Plusieurs études ont prouvé que des phénomènes biologiques humains comme les naissances, les crises de santé mentale, les crises cardiaques, etc ont des corrélations avec les phases lunaires. Cependant, il y a aussi plusieurs études qui ne trouvent aucune corrélation significative entre ces phénomènes biologiques et les phases lunaires. Cela souligne l’ambiguïté et la complexité de ce sujet[10].

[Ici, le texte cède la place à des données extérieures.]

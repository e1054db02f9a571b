use thiserror::Error;

use super::Card;

/// This is the core error type for the
/// rs_gto library. It uses `thiserror` to provide
/// readable error messages
#[derive(Error, Debug)]
pub enum GtoError {
    #[error("Unable to parse card value '{0}'")]
    InvalidCardValue(char),
    #[error("Unable to parse card suit '{0}'")]
    InvalidCardSuit(char),
    #[error("Invalid card notation: {0}")]
    InvalidCardNotation(String),
    #[error("Invalid board notation: {0}")]
    InvalidBoardNotation(String),
    #[error("Card used more than once {0}")]
    DuplicateCard(Card),
    #[error("Need at least {need} cards, got {got}")]
    InsufficientCards { need: usize, got: usize },
    #[error("Holdem hands should never have more than 7 cards in them, got {0}")]
    TooManyCards(usize),
    #[error("Percentage must be in (0, 100], got {0}")]
    OutOfRange(f64),
    #[error("Invalid hand notation: {0}")]
    InvalidHandNotation(String),
    #[error("A starting hand must be exactly 2 cards, got {0}")]
    InvalidHandSize(usize),
    #[error("Cannot deal {requested} cards, only {available} remaining")]
    NotEnoughCards { requested: usize, available: usize },
    #[error("No range data for: {0}")]
    RangeDataNotFound(String),
    #[error("Invalid amount: {0}")]
    InvalidAmount(String),
    #[error("Need at least 2 stacks, got {0}")]
    NotEnoughStacks(usize),
    #[error("Unknown {kind}: {value}")]
    InvalidChoice { kind: &'static str, value: String },
    #[error("Unknown table size: {0}")]
    InvalidTableSize(String),
    #[error("Unknown preflop situation: {0}")]
    InvalidSituation(String),
    #[error("A villain position is required for this situation")]
    MissingVillain,
    #[error("Unable to read range data")]
    Io(#[from] std::io::Error),
    #[cfg(feature = "serde")]
    #[error("Unable to parse range data")]
    Json(#[from] serde_json::Error),
}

Des études portent autour de la reproduction humaine, en particulier chez les femmes en âge de procréer, et son lien potentiel avec le cycle lunaire. Le but est de déterminer si le cycle menstruel d’environ 30 jours est influencé par la lune. Des recherches ont été menées dans des conditions contrôlées, comme l’isolement dans des grottes, pour observer si ces rythmes étaient endogènes ou influencés par des facteurs externes. Il en ressort que les rythmes circadiens et menstruels de la température corporelle sont endogènes[11]. Pourtant, une observation concernant les singes Rhesus (Macaca mulatta), une espèce qui est apparentée à l’humain au plan évolutif, montre que les singes femelles menstruent au moment de la nouvelle lune. Cela suggère, en tenant compte de la durée de la phase lutéale de 14 jours, que l'ovulation et la période la plus fertile du mois se produisent autour de la pleine lune[12]. De plus, une autre étude a observé chez 826 jeunes femmes que 28,3% d'entre elles ont leurs menstruations à la nouvelle lune, ce qui suggère qu’elles ovulent vers la pleine lune[13].

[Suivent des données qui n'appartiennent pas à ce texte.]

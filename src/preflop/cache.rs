use std::collections::HashMap;
use std::collections::hash_map::Entry;
use std::path::{Path, PathBuf};

use tracing::event;

use crate::core::GtoError;
use crate::preflop::{PreflopTable, TableSize};

/// Range tables read from a directory, each loaded the first time it's
/// asked for and kept until invalidated.
///
/// The cache is an ordinary value. Whoever needs the tables owns it, and
/// there is nothing global behind it.
#[derive(Debug)]
pub struct RangeTableCache {
    dir: PathBuf,
    tables: HashMap<TableSize, PreflopTable>,
}

impl RangeTableCache {
    /// Create an empty cache that reads `ranges_{size}.json` files from
    /// `dir`. Nothing is read until `get` is called.
    pub fn new<P: Into<PathBuf>>(dir: P) -> Self {
        Self {
            dir: dir.into(),
            tables: HashMap::new(),
        }
    }

    pub fn dir(&self) -> &Path {
        &self.dir
    }

    /// Get the table for `size`, reading it from disk if it isn't loaded.
    pub fn get(&mut self, size: TableSize) -> Result<&PreflopTable, GtoError> {
        match self.tables.entry(size) {
            Entry::Occupied(entry) => Ok(entry.into_mut()),
            Entry::Vacant(entry) => {
                let table = PreflopTable::load(&self.dir, size)?;
                Ok(entry.insert(table))
            }
        }
    }

    pub fn is_loaded(&self, size: TableSize) -> bool {
        self.tables.contains_key(&size)
    }

    /// Forget the table for `size` so the next `get` reads the file again.
    /// Returns true if something was dropped.
    pub fn invalidate(&mut self, size: TableSize) -> bool {
        let removed = self.tables.remove(&size).is_some();
        event!(
            tracing::Level::DEBUG,
            removed,
            "Invalidated {} range table",
            size
        );
        removed
    }

    /// Forget every loaded table.
    pub fn clear(&mut self) {
        event!(
            tracing::Level::DEBUG,
            loaded = self.tables.len(),
            "Clearing range table cache"
        );
        self.tables.clear();
    }
}
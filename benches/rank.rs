#[macro_use]
extern crate criterion;
extern crate rand;
extern crate rs_gto;

use criterion::Criterion;
use rand::SeedableRng;
use rand::rngs::StdRng;
use rs_gto::core::{Deck, Rankable};
use rs_gto::holdem::evaluate;

fn dealt(n: usize) -> Vec<rs_gto::core::Card> {
    let mut rng = StdRng::seed_from_u64(42);
    let mut deck = Deck::new();
    deck.shuffle(&mut rng);
    deck.deal(n).unwrap()
}

fn rank_one(c: &mut Criterion) {
    let hand = dealt(5);
    c.bench_function("Rank one 5 card hand", move |b| b.iter(|| hand.rank_five()));
}

fn rank_best_seven(c: &mut Criterion) {
    let hand = dealt(7);
    c.bench_function("Rank best 5card hand from 7", move |b| {
        b.iter(|| hand.rank())
    });
}

fn evaluate_river(c: &mut Criterion) {
    let cards = dealt(7);
    let (hole, board) = cards.split_at(2);
    c.bench_function("Evaluate hole cards on a river board", |b| {
        b.iter(|| evaluate(hole, board))
    });
}

criterion_group!(benches, rank_one, rank_best_seven, evaluate_river);
criterion_main!(benches);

D’autres études suggèrent qu’il y a une synchronicité potentielle entre les cycles d’humeur et les signaux lunaires chez les patients souffrant de trouble bipolaire à cycle rapide. L’effet de la lune peut être dû à une privation partielle de sommeil causée par la lumière nocturne de la lune. Cette privation de sommeil peut induire des épisodes de manie ou d’hypomanie chez les personnes bipolaires susceptibles et des crises chez les personnes atteintes de troubles convulsifs. Cependant, avec l’introduction de l’éclairage artificiel, cet effet lunaire aurait été atténué, notamment dans les zones urbaines modernes, ce qui pourrait expliquer pourquoi les études contemporaines ne montrent pas de lien significatif entre les phases de la lune et la santé mentale[14].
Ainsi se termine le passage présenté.